At the line that includes "pub mod fallback;", begin writing out the entries below exactly, and continue through the last line without adding anything.

===== Records for the task =====

//! Server-wide rate limiting middleware for the RPC route.
//!
//! Translates a rejected `ServerRateLimiter::check` into the 429 JSON shape
//! clients rely on for backoff hints. The limiter counter keeps climbing on
//! rejected requests, so `current` can exceed `limit`.

use axum::{
    body::Body,
    extract::{Request, State},
    http::StatusCode,
    middleware::Next,
    response::{IntoResponse, Response},
    Json,
};
use relay_core::limiter::ServerRateLimiter;
use serde_json::json;
use std::sync::Arc;
use tracing::warn;

pub async fn rate_limit_middleware(
    State(limiter): State<Arc<ServerRateLimiter>>,
    request: Request<Body>,
    next: Next,
) -> Response {
    if limiter.check() {
        return next.run(request).await;
    }

    let snapshot = limiter.snapshot();
    warn!(current = snapshot.current, limit = snapshot.limit, "inbound rate limit exceeded");
    (
        StatusCode::TOO_MANY_REQUESTS,
        Json(json!({
            "error": "Rate limit exceeded",
            "message": "Too many requests, please retry after the window resets",
            "limit": snapshot.limit,
            "current": snapshot.current,
            "remaining": snapshot.remaining,
            "resetIn": snapshot.reset_in_secs,
            "timestamp": chrono::Utc::now().to_rfc3339(),
        })),
    )
        .into_response()
}
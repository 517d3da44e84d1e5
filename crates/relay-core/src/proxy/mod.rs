//! The forwarding engine and its supporting pieces.

pub mod decompress;
pub mod engine;
pub mod errors;
pub mod fallback;

pub use engine::{ProxyEngine, Relayed, ServedBy};
pub use errors::ProxyError;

=====

■ The answer:
pub mod fallback;

pub use engine::{ProxyEngine, Relayed, ServedBy};
pub use errors::ProxyError;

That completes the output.